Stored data
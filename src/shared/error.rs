//! Infrastructure Error Types
//!
//! Centralized error type for storage, configuration, and wiring failures.
//! Send failures surfaced to callers use [`crate::domain::SendError`] instead.

/// Infrastructure error type
#[derive(Debug, thiserror::Error)]
pub enum AppError {
    #[error("Not found: {0}")]
    NotFound(String),

    #[error("Conflict: {0}")]
    Conflict(String),

    #[error("Internal error: {0}")]
    Internal(String),

    #[error("Database error: {0}")]
    Database(#[from] sqlx::Error),

    #[error("Migration error: {0}")]
    Migration(#[from] sqlx::migrate::MigrateError),

    #[error("Serialization error: {0}")]
    Serialization(#[from] serde_json::Error),

    #[error("Validation error: {0}")]
    Validation(String),
}

impl AppError {
    /// Whether the failure came from the storage layer rather than caller input.
    pub fn is_storage(&self) -> bool {
        matches!(
            self,
            AppError::Database(_) | AppError::Migration(_) | AppError::Conflict(_)
        )
    }
}
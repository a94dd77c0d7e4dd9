//! Collaborator contracts.
//!
//! The send core consumes these capabilities; the embedding client injects
//! concrete implementations at construction.

use async_trait::async_trait;

use super::entities::{EncryptedAttachment, OutgoingMessage, RecipientSet, UploadMetadata};
use super::errors::{TransportFailure, UploadError};
use super::value_objects::{RecipientId, ThreadId};
use crate::shared::error::AppError;

/// Encrypts and delivers a message to one recipient.
#[cfg_attr(test, mockall::automock)]
#[async_trait]
pub trait MessageTransport: Send + Sync {
    async fn send(
        &self,
        message: &OutgoingMessage,
        recipient: &RecipientId,
    ) -> Result<(), TransportFailure>;
}

/// Transmits encrypted attachment bytes and returns the server-assigned id.
#[cfg_attr(test, mockall::automock)]
#[async_trait]
pub trait AttachmentUploader: Send + Sync {
    async fn upload(&self, ciphertext: &[u8], metadata: &UploadMetadata)
        -> Result<u64, UploadError>;
}

/// Attachment encryption failure.
#[derive(Debug, Clone, PartialEq, Eq, thiserror::Error)]
#[error("{0}")]
pub struct CipherError(pub String);

/// Client-side attachment encryption.
#[cfg_attr(test, mockall::automock)]
pub trait AttachmentCipher: Send + Sync {
    fn encrypt(&self, plaintext: &[u8]) -> Result<EncryptedAttachment, CipherError>;
}

/// Contact and group membership lookups.
#[cfg_attr(test, mockall::automock)]
#[async_trait]
pub trait RecipientResolver: Send + Sync {
    /// Current members of a thread, excluding the local account.
    async fn resolve(&self, thread_id: &ThreadId) -> Result<RecipientSet, AppError>;

    /// Whether the recipient is already known to be deregistered or removed.
    async fn is_unregistered(&self, recipient: &RecipientId) -> bool;

    /// Record that the service no longer knows this recipient.
    async fn mark_unregistered(&self, recipient: &RecipientId) -> Result<(), AppError>;
}

/// Local blocking list.
#[cfg_attr(test, mockall::automock)]
#[async_trait]
pub trait BlockingList: Send + Sync {
    async fn is_blocked(&self, recipient: &RecipientId) -> bool;
}
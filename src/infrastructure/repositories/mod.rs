//! Repository Implementations
//!
//! Typed access to records in the key-value store. Repositories never open
//! transactions themselves; callers pass the transaction they are running in.
//!
//! ## Available Repositories
//!
//! - **KvMessageRepository** - outgoing message state
//! - **KvDisappearingConfigRepository** - per-thread expiration policy

pub mod disappearing_config_repository;
pub mod message_repository;

pub use disappearing_config_repository::KvDisappearingConfigRepository;
pub use message_repository::KvMessageRepository;
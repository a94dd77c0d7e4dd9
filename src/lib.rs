//! # Courier
//!
//! Outbound message delivery core for an end-to-end encrypted messaging
//! client:
//! - Fire-and-forget enqueueing with a single awaitable completion per send
//! - Attachment encryption and upload before the first send attempt
//! - Failure classification into retryable and group-ignorable errors
//! - Bounded exponential backoff with cancellation
//! - Disappearing-message policy reconciliation per thread
//!
//! ## Architecture
//!
//! - **Domain Layer**: messages, attachments, failure taxonomy, collaborator ports
//! - **Application Layer**: the sender pipeline and its supporting services
//! - **Infrastructure Layer**: record stores, repositories, data sources, metrics
//!
//! ## Module Structure
//!
//! ```text
//! courier/
//! +-- config/         Configuration management
//! +-- domain/         Entities, value objects, errors, ports, classifier
//! +-- application/    Sender, uploads, retry policy, reports
//! +-- infrastructure/ Stores, repositories, data sources, metrics
//! +-- shared/         Errors, validation, cancellation
//! ```

// Configuration module
pub mod config;

// Domain layer - Core business logic
pub mod domain;

// Application layer - Send pipeline
pub mod application;

// Infrastructure layer - External implementations
pub mod infrastructure;

// Shared utilities
pub mod shared;

// Wiring against PostgreSQL
pub mod startup;

// Telemetry and observability
pub mod telemetry;
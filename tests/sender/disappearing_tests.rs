//! Disappearing-message configuration tests.

use courier::application::{MessageSendService, ReconcileOutcome};
use courier::domain::{DisappearingConfig, OutgoingMessage};
use courier::shared::CancellationToken;
use pretty_assertions::assert_eq;

use crate::common::*;

fn message_with(config: DisappearingConfig) -> OutgoingMessage {
    OutgoingMessage::new(thread(), "hello", config)
}

#[tokio::test(start_paused = true)]
async fn test_enqueue_adopts_newer_thread_policy() {
    let harness = Harness::new(&["bob"]);
    let config = DisappearingConfig::enabled(3600, 1_000);

    harness
        .sender
        .enqueue_message(message_with(config), CancellationToken::new())
        .await
        .unwrap();

    assert_eq!(
        harness.sender.disappearing_configuration(&thread()).await.unwrap(),
        config
    );
}

#[tokio::test(start_paused = true)]
async fn test_older_policy_does_not_override() {
    let harness = Harness::new(&["bob"]);
    let newer = DisappearingConfig::enabled(3600, 2_000);
    harness
        .sender
        .become_consistent_with_disappearing_configuration(&message_with(newer))
        .await
        .unwrap();

    harness
        .sender
        .enqueue_message(
            message_with(DisappearingConfig::disabled(1_000)),
            CancellationToken::new(),
        )
        .await
        .unwrap();

    assert_eq!(
        harness.sender.disappearing_configuration(&thread()).await.unwrap(),
        newer
    );
}

#[tokio::test(start_paused = true)]
async fn test_become_consistent_is_idempotent() {
    let harness = Harness::new(&["bob"]);
    let msg = message_with(DisappearingConfig::enabled(60, 5_000));

    let first = harness
        .sender
        .become_consistent_with_disappearing_configuration(&msg)
        .await
        .unwrap();
    let second = harness
        .sender
        .become_consistent_with_disappearing_configuration(&msg)
        .await
        .unwrap();

    assert_eq!(
        first,
        ReconcileOutcome::Updated {
            previous: DisappearingConfig::default()
        }
    );
    assert_eq!(second, ReconcileOutcome::Unchanged);
    assert_eq!(harness.transport.total_calls(), 0);
}
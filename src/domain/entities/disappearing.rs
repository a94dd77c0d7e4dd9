//! Disappearing-message configuration.

use serde::{Deserialize, Serialize};

/// Per-thread expiration policy, versioned by the time its author set it.
#[derive(Debug, Clone, Copy, PartialEq, Eq, Hash, Serialize, Deserialize, Default)]
pub struct DisappearingConfig {
    pub enabled: bool,

    /// Expiration timer in seconds
    pub duration_seconds: u32,

    /// When the author set this policy (ms since epoch)
    pub source_timestamp: i64,
}

impl DisappearingConfig {
    pub fn enabled(duration_seconds: u32, source_timestamp: i64) -> Self {
        Self {
            enabled: true,
            duration_seconds,
            source_timestamp,
        }
    }

    pub fn disabled(source_timestamp: i64) -> Self {
        Self {
            enabled: false,
            duration_seconds: 0,
            source_timestamp,
        }
    }

    /// Compare policies, ignoring the version timestamp. A disabled policy
    /// matches any other disabled policy whatever its duration.
    pub fn same_policy(&self, other: &Self) -> bool {
        self.enabled == other.enabled
            && (!self.enabled || self.duration_seconds == other.duration_seconds)
    }

    pub fn is_newer_than(&self, other: &Self) -> bool {
        self.source_timestamp > other.source_timestamp
    }
}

• Work to complete: The lines above from the one with "Client-side attachment encryption." through the one with "the local account." are to be duplicated exactly, ends included, with nothing added.

• Problem solution:
/// Client-side attachment encryption.
#[cfg_attr(test, mockall::automock)]
pub trait AttachmentCipher: Send + Sync {
    fn encrypt(&self, plaintext: &[u8]) -> Result<EncryptedAttachment, CipherError>;
}

/// Contact and group membership lookups.
#[cfg_attr(test, mockall::automock)]
#[async_trait]
pub trait RecipientResolver: Send + Sync {
    /// Current members of a thread, excluding the local account.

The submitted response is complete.